### ASSIGNED TASK
Begin with the line that has "from cached data.". Give it and every line after it again, exactly, through the end of the entries below.

(Stored data)
——

//! Result metadata for cache-first lookups.

use chrono::{DateTime, Utc};

/// Result from a cache-first lookup, including where the data came from.
#[derive(Debug, Clone, PartialEq)]
pub struct CacheResult<T> {
  /// The actual data
  pub data: T,
  /// Where the data came from
  pub source: CacheSource,
  /// When the data was cached (if from cache)
  pub cached_at: Option<DateTime<Utc>>,
}

impl<T> CacheResult<T> {
  /// Create a new cache result from fresh network data.
  pub fn from_network(data: T) -> Self {
    Self {
      data,
      source: CacheSource::Network,
      cached_at: None,
    }
  }

  /// Create a new cache result from cached data.
  pub fn from_cache(data: T, cached_at: DateTime<Utc>) -> Self {
    Self {
      data,
      source: CacheSource::Cache,
      cached_at: Some(cached_at),
    }
  }

  pub fn is_hit(&self) -> bool {
    self.source == CacheSource::Cache
  }
}

/// Indicates where returned data came from.
#[derive(Debug, Clone, Copy, PartialEq, Eq)]
pub enum CacheSource {
  /// Fetched through the gateway
  Network,
  /// Served from the query cache without a gateway call
  Cache,
}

——

### EXERCISE ANSWER
  /// Create a new cache result from cached data.
  pub fn from_cache(data: T, cached_at: DateTime<Utc>) -> Self {
    Self {
      data,
      source: CacheSource::Cache,
      cached_at: Some(cached_at),
    }
  }

  pub fn is_hit(&self) -> bool {
    self.source == CacheSource::Cache
  }
}

/// Indicates where returned data came from.
#[derive(Debug, Clone, Copy, PartialEq, Eq)]
pub enum CacheSource {
  /// Fetched through the gateway
  Network,
  /// Served from the query cache without a gateway call
  Cache,
}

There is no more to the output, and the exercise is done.